● Task to complete:
How many lines in the data below have the string "saturating"? Reply with the number alone.

● Dataset excerpts:
#![forbid(unsafe_code)]

//! Geometric primitives for floating-element placement.
//!
//! Coordinates are screen pixels (f32, origin at top-left, y grows down).
//! [`Rect`] uses edge coordinates (`left`, `top`, `right`, `bottom`) because
//! the corner targets are edge points, not cells.
//!
//! # Invariants
//!
//! 1. `width()` and `height()` are never negative; an inverted rect reports 0.
//! 2. `movement_area(size)` is always contained in the source rect.
//! 3. `nearest_corner` breaks ties in [`Corner::ALL`] order.

/// A point in screen space.
#[derive(Debug, Clone, Copy, PartialEq, Default)]
pub struct Point {
    pub x: f32,
    pub y: f32,
}

impl Point {
    /// Create a new point.
    #[inline]
    pub const fn new(x: f32, y: f32) -> Self {
        Self { x, y }
    }

    /// Euclidean distance to `other`.
    #[inline]
    #[must_use]
    pub fn distance(&self, other: Point) -> f32 {
        let dx = self.x - other.x;
        let dy = self.y - other.y;
        (dx * dx + dy * dy).sqrt()
    }

    /// Component-wise difference `self - other`.
    #[inline]
    #[must_use]
    pub fn delta(&self, other: Point) -> Point {
        Point::new(self.x - other.x, self.y - other.y)
    }

    /// Translate by `(dx, dy)`.
    #[inline]
    #[must_use]
    pub fn offset(&self, dx: f32, dy: f32) -> Point {
        Point::new(self.x + dx, self.y + dy)
    }
}

/// Element dimensions.
#[derive(Debug, Clone, Copy, PartialEq, Default)]
pub struct Size {
    pub width: f32,
    pub height: f32,
}

impl Size {
    #[inline]
    pub const fn new(width: f32, height: f32) -> Self {
        Self { width, height }
    }
}

/// Center of an element whose top-left is at `position`.
#[inline]
#[must_use]
pub fn center_of(position: Point, size: Size) -> Point {
    Rect::from_origin_size(position, size).center()
}

/// One of the four corners of a rectangle.
#[derive(Debug, Clone, Copy, PartialEq, Eq, Hash)]
pub enum Corner {
    TopLeft,
    TopRight,
    BottomLeft,
    BottomRight,
}

impl Corner {
    /// All corners in enumeration order (also the tie-break order).
    pub const ALL: [Corner; 4] = [
        Corner::TopLeft,
        Corner::TopRight,
        Corner::BottomLeft,
        Corner::BottomRight,
    ];

    /// Whether this corner lies on the left edge.
    #[inline]
    #[must_use]
    pub const fn is_left(self) -> bool {
        matches!(self, Corner::TopLeft | Corner::BottomLeft)
    }

    /// Whether this corner lies on the top edge.
    #[inline]
    #[must_use]
    pub const fn is_top(self) -> bool {
        matches!(self, Corner::TopLeft | Corner::TopRight)
    }

    /// Build a corner from its edge flags.
    #[inline]
    #[must_use]
    pub const fn from_sides(left: bool, top: bool) -> Corner {
        match (left, top) {
            (true, true) => Corner::TopLeft,
            (false, true) => Corner::TopRight,
            (true, false) => Corner::BottomLeft,
            (false, false) => Corner::BottomRight,
        }
    }
}

/// An axis-aligned rectangle described by its edges.
#[derive(Debug, Clone, Copy, PartialEq, Default)]
pub struct Rect {
    pub left: f32,
    pub top: f32,
    pub right: f32,
    pub bottom: f32,
}

impl Rect {
    /// Create a new rectangle from edges.
    #[inline]
    pub const fn new(left: f32, top: f32, right: f32, bottom: f32) -> Self {
        Self {
            left,
            top,
            right,
            bottom,
        }
    }

    /// Create a rectangle from an origin and a size.
    #[inline]
    #[must_use]
    pub fn from_origin_size(origin: Point, size: Size) -> Self {
        Self::new(
            origin.x,
            origin.y,
            origin.x + size.width,
            origin.y + size.height,
        )
    }

    /// Horizontal extent, saturating at zero.
    #[inline]
    #[must_use]
    pub fn width(&self) -> f32 {
        (self.right - self.left).max(0.0)
    }

    /// Vertical extent, saturating at zero.
    #[inline]
    #[must_use]
    pub fn height(&self) -> f32 {
        (self.bottom - self.top).max(0.0)
    }

    /// Whether either extent is zero.
    #[inline]
    #[must_use]
    pub fn is_empty(&self) -> bool {
        self.width() <= 0.0 || self.height() <= 0.0
    }

    #[inline]
    #[must_use]
    pub fn center(&self) -> Point {
        Point::new(
            self.left + self.width() / 2.0,
            self.top + self.height() / 2.0,
        )
    }

    /// Whether `p` lies inside or on the edge of the rectangle.
    #[inline]
    #[must_use]
    pub fn contains(&self, p: Point) -> bool {
        p.x >= self.left && p.x <= self.right && p.y >= self.top && p.y <= self.bottom
    }

    /// Whether `other` lies entirely inside this rectangle.
    #[must_use]
    pub fn contains_rect(&self, other: &Rect) -> bool {
        other.left >= self.left
            && other.top >= self.top
            && other.right <= self.right
            && other.bottom <= self.bottom
    }

    /// The area of valid top-left positions for an element of `size`.
    ///
    /// Right and bottom edges move in by the element size. If the element
    /// is larger than the area the edges collapse onto left/top, so the
    /// result is never inverted and always contained in `self`.
    #[must_use]
    pub fn movement_area(&self, size: Size) -> Rect {
        let right = (self.right - size.width).max(self.left);
        let bottom = (self.bottom - size.height).max(self.top);
        Rect::new(self.left, self.top, right, bottom)
    }

    /// Grow by `dx` horizontally and `dy` vertically on each side.
    #[must_use]
    pub fn expand(&self, dx: f32, dy: f32) -> Rect {
        Rect::new(
            self.left - dx,
            self.top - dy,
            self.right + dx,
            self.bottom + dy,
        )
    }

    /// Clamp `p` into the rectangle.
    #[must_use]
    pub fn clamp(&self, p: Point) -> Point {
        Point::new(
            p.x.max(self.left).min(self.right),
            p.y.max(self.top).min(self.bottom),
        )
    }

    /// Coordinates of `corner`.
    #[inline]
    #[must_use]
    pub fn corner(&self, corner: Corner) -> Point {
        match corner {
            Corner::TopLeft => Point::new(self.left, self.top),
            Corner::TopRight => Point::new(self.right, self.top),
            Corner::BottomLeft => Point::new(self.left, self.bottom),
            Corner::BottomRight => Point::new(self.right, self.bottom),
        }
    }

    /// Distance from `p` to every corner, in [`Corner::ALL`] order.
    #[must_use]
    pub fn corner_distances(&self, p: Point) -> [(Corner, f32); 4] {
        Corner::ALL.map(|corner| (corner, p.distance(self.corner(corner))))
    }

    /// The corner closest to `p`. Equal distances resolve to the earlier
    /// corner in enumeration order.
    #[must_use]
    pub fn nearest_corner(&self, p: Point) -> Corner {
        let distances = self.corner_distances(p);
        let mut best = distances[0];
        for candidate in &distances[1..] {
            if candidate.1 < best.1 {
                best = *candidate;
            }
        }
        best.0
    }

    /// Whether `p` is within `tolerance` of any corner.
    #[must_use]
    pub fn is_near_corner(&self, p: Point, tolerance: f32) -> bool {
        self.corner_distances(p)
            .iter()
            .any(|(_, distance)| *distance <= tolerance)
    }
}

#[cfg(test)]
mod tests {
    use super::*;

    fn area() -> Rect {
        Rect::new(0.0, 0.0, 100.0, 100.0)
    }

    #[test]
    fn element_center_comes_from_origin_and_size() {
        let r = Rect::from_origin_size(Point::new(10.0, 20.0), Size::new(50.0, 30.0));
        assert_eq!(r, Rect::new(10.0, 20.0, 60.0, 50.0));
        assert_eq!(r.center(), Point::new(35.0, 35.0));
        assert_eq!(center_of(Point::new(10.0, 20.0), Size::new(50.0, 30.0)), r.center());
    }

    #[test]
    fn nearest_corner_picks_each_quadrant() {
        let r = area();
        assert_eq!(r.nearest_corner(Point::new(10.0, 10.0)), Corner::TopLeft);
        assert_eq!(r.nearest_corner(Point::new(90.0, 10.0)), Corner::TopRight);
        assert_eq!(r.nearest_corner(Point::new(10.0, 90.0)), Corner::BottomLeft);
        assert_eq!(r.nearest_corner(Point::new(90.0, 90.0)), Corner::BottomRight);
    }

    #[test]
    fn nearest_corner_ties_use_enumeration_order() {
        let r = area();
        // Dead center is equidistant from all four corners.
        assert_eq!(r.nearest_corner(Point::new(50.0, 50.0)), Corner::TopLeft);
        // Equidistant from the two bottom corners.
        assert_eq!(r.nearest_corner(Point::new(50.0, 95.0)), Corner::BottomLeft);
        // Equidistant from the two right corners.
        assert_eq!(r.nearest_corner(Point::new(95.0, 50.0)), Corner::TopRight);
    }

    #[test]
    fn movement_area_insets_right_and_bottom() {
        let m = area().movement_area(Size::new(20.0, 30.0));
        assert_eq!(m, Rect::new(0.0, 0.0, 80.0, 70.0));
        assert!(area().contains_rect(&m));
    }

    #[test]
    fn movement_area_never_inverts() {
        let m = area().movement_area(Size::new(150.0, 150.0));
        assert_eq!(m, Rect::new(0.0, 0.0, 0.0, 0.0));
        assert!(area().contains_rect(&m));
    }

    #[test]
    fn inverted_rect_has_zero_extent() {
        let r = Rect::new(10.0, 10.0, 5.0, 5.0);
        assert_eq!(r.width(), 0.0);
        assert_eq!(r.height(), 0.0);
        assert!(r.is_empty());
    }

    #[test]
    fn near_corner_tolerance_is_inclusive() {
        let r = area();
        assert!(r.is_near_corner(Point::new(3.0, 4.0), 5.0));
        assert!(!r.is_near_corner(Point::new(4.0, 4.0), 5.0));
        assert!(r.is_near_corner(Point::new(100.0, 100.0), 5.0));
    }

    #[test]
    fn clamp_and_expand() {
        let r = area();
        assert_eq!(r.clamp(Point::new(-5.0, 120.0)), Point::new(0.0, 100.0));
        assert_eq!(r.expand(10.0, 20.0), Rect::new(-10.0, -20.0, 110.0, 120.0));
    }

    #[test]
    fn center_of_element() {
        let c = center_of(Point::new(10.0, 20.0), Size::new(40.0, 60.0));
        assert_eq!(c, Point::new(30.0, 50.0));
    }

    #[test]
    fn corner_from_sides_round_trips() {
        for corner in Corner::ALL {
            assert_eq!(Corner::from_sides(corner.is_left(), corner.is_top()), corner);
        }
    }
}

● Output for this exercise:
2